| Directions for this task |
The expected output is exactly the lines below, starting at the line with "filename src/raw/mod.rs" and ending at the line with "pub struct MemorySink", both included; no other line belongs in it.

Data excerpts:
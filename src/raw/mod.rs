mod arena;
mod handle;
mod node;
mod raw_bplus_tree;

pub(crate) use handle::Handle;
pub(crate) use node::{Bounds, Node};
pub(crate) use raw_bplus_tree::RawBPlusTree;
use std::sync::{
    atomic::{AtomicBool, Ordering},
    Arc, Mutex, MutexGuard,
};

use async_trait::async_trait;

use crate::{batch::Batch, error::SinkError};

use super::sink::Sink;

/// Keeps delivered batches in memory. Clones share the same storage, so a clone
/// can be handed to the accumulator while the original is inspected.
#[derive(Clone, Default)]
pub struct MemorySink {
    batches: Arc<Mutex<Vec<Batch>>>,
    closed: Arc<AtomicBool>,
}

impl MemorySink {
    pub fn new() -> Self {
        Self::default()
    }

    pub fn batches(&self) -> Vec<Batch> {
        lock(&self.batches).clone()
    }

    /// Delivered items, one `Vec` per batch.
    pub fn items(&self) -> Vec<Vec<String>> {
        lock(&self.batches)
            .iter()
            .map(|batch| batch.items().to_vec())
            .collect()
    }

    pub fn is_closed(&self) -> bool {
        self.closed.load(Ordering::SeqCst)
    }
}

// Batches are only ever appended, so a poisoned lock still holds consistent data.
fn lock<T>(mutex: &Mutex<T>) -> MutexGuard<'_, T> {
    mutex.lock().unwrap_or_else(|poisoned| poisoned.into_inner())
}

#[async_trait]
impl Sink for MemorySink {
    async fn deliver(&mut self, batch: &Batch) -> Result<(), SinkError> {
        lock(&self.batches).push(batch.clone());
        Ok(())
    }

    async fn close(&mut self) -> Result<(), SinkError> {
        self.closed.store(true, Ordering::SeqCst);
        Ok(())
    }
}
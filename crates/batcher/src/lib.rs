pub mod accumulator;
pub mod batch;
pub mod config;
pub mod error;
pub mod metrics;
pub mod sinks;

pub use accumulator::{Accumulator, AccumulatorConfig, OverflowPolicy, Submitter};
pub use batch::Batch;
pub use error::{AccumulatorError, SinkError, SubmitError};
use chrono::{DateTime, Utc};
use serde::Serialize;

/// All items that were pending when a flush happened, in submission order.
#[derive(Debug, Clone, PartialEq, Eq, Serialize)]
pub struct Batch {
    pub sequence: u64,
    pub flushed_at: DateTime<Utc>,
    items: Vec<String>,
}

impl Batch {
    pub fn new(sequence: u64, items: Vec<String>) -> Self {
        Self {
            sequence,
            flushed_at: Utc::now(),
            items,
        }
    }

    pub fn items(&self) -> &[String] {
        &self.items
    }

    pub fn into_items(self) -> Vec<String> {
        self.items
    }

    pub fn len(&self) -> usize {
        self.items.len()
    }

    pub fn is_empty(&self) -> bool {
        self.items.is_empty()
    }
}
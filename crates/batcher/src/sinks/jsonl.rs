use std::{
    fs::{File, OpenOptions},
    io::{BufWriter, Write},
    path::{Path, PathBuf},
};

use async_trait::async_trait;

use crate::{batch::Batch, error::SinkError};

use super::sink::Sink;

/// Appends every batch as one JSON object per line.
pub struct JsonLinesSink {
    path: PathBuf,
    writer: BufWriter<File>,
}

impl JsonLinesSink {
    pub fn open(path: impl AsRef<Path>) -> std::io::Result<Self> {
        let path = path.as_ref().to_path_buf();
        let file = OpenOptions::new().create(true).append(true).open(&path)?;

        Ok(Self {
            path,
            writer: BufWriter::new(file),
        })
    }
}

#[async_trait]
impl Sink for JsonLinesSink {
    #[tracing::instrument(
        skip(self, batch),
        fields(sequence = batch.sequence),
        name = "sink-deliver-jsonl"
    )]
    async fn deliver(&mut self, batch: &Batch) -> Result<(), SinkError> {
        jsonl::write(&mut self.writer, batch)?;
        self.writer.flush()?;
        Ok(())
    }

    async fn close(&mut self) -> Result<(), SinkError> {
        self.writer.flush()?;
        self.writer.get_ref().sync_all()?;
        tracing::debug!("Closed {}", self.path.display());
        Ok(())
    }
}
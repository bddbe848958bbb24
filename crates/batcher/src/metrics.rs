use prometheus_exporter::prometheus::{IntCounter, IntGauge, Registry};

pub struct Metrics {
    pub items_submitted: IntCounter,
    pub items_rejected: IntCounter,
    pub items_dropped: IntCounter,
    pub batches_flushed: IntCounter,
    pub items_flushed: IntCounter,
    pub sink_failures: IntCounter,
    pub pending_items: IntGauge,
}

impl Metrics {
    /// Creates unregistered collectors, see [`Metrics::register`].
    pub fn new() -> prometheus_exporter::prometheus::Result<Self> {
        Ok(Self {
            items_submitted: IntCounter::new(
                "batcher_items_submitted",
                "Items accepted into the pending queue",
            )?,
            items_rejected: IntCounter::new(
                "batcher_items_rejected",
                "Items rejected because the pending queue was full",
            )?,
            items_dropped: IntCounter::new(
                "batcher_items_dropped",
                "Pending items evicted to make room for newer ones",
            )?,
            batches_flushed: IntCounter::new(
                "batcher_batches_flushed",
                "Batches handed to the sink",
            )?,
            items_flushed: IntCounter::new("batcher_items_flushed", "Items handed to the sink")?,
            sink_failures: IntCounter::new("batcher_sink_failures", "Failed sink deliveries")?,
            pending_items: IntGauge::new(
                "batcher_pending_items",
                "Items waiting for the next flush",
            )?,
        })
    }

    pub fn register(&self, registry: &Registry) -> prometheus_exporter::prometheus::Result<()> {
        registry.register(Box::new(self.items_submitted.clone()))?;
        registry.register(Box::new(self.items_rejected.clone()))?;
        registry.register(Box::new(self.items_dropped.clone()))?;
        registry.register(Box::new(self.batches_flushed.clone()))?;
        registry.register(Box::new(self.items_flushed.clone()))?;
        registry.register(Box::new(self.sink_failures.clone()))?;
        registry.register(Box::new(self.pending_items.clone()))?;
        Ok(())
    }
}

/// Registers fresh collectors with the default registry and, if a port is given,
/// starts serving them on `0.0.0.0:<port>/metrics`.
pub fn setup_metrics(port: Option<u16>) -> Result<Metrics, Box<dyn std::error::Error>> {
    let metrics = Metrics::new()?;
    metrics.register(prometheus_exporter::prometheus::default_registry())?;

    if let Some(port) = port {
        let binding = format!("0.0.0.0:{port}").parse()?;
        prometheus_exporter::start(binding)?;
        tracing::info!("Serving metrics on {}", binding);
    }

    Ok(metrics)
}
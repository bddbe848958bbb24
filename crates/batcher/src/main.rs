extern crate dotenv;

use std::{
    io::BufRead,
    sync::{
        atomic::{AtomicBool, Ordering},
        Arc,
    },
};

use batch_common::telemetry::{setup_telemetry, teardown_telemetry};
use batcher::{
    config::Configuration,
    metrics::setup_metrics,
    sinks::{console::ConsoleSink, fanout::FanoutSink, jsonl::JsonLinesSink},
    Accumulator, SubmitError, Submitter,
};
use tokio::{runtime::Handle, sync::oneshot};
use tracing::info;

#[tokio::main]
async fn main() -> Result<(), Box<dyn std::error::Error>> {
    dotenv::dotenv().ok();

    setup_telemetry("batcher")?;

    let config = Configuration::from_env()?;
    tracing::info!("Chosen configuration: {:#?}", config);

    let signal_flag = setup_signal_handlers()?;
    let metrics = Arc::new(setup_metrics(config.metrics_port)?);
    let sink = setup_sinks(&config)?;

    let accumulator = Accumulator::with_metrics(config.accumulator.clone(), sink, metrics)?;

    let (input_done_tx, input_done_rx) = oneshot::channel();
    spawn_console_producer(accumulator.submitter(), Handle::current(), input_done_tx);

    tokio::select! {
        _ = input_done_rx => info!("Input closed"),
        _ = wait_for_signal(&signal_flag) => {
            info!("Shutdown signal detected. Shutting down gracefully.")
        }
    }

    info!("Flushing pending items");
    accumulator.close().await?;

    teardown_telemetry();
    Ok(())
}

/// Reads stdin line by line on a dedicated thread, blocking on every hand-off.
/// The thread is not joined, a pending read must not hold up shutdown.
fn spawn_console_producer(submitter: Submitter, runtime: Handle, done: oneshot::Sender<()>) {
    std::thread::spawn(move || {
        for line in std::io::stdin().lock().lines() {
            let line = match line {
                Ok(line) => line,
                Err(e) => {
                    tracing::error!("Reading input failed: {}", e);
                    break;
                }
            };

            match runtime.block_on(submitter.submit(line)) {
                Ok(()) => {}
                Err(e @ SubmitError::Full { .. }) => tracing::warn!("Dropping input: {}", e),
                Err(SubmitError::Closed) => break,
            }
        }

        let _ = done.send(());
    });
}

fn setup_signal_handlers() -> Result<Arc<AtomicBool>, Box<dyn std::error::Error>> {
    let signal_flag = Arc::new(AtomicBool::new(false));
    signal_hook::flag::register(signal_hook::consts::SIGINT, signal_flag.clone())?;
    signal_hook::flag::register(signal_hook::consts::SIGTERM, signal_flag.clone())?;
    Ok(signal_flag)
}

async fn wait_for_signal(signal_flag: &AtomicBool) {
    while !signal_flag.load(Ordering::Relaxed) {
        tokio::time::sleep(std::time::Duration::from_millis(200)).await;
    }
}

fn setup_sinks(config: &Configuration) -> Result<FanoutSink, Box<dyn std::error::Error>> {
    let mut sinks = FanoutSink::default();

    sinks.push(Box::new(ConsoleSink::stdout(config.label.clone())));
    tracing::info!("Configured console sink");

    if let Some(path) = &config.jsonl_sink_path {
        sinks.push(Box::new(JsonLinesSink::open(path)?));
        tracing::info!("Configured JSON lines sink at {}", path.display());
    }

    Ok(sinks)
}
==
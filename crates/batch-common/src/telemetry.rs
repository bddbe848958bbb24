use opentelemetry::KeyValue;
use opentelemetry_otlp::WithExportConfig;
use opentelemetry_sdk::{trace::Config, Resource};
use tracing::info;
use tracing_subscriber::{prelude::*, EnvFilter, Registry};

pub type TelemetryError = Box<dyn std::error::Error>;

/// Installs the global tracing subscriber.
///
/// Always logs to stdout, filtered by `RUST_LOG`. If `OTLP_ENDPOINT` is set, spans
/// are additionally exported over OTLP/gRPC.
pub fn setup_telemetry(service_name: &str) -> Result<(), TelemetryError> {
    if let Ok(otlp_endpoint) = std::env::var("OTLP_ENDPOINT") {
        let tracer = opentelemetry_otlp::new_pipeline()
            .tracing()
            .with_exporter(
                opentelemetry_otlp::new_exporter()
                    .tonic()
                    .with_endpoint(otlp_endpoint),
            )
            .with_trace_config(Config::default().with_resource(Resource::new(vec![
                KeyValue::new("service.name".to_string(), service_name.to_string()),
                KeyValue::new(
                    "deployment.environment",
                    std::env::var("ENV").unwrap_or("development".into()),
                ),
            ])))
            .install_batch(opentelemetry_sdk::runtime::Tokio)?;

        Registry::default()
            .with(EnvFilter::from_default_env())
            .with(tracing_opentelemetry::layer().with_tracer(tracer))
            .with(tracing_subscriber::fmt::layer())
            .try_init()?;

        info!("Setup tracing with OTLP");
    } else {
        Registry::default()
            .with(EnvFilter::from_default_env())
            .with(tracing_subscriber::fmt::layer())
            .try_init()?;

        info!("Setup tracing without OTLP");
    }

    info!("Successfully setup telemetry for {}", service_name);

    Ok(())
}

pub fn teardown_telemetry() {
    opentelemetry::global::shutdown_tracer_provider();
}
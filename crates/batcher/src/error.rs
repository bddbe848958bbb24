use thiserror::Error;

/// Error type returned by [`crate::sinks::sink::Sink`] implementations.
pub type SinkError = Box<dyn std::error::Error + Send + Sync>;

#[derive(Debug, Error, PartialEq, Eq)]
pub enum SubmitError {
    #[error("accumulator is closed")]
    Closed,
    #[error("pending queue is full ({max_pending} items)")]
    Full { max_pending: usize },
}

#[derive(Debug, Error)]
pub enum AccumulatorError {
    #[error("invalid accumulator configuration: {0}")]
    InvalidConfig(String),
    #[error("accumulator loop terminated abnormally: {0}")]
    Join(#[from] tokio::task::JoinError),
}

| Task answer |
filename src/raw/mod.rs
mod arena;
mod handle;
mod node;
mod raw_bplus_tree;

pub(crate) use handle::Handle;
pub(crate) use node::{Bounds, Node};
pub(crate) use raw_bplus_tree::RawBPlusTree;
use std::sync::{
    atomic::{AtomicBool, Ordering},
    Arc, Mutex, MutexGuard,
};

use async_trait::async_trait;

use crate::{batch::Batch, error::SinkError};

use super::sink::Sink;

/// Keeps delivered batches in memory. Clones share the same storage, so a clone
/// can be handed to the accumulator while the original is inspected.
#[derive(Clone, Default)]
pub struct MemorySink {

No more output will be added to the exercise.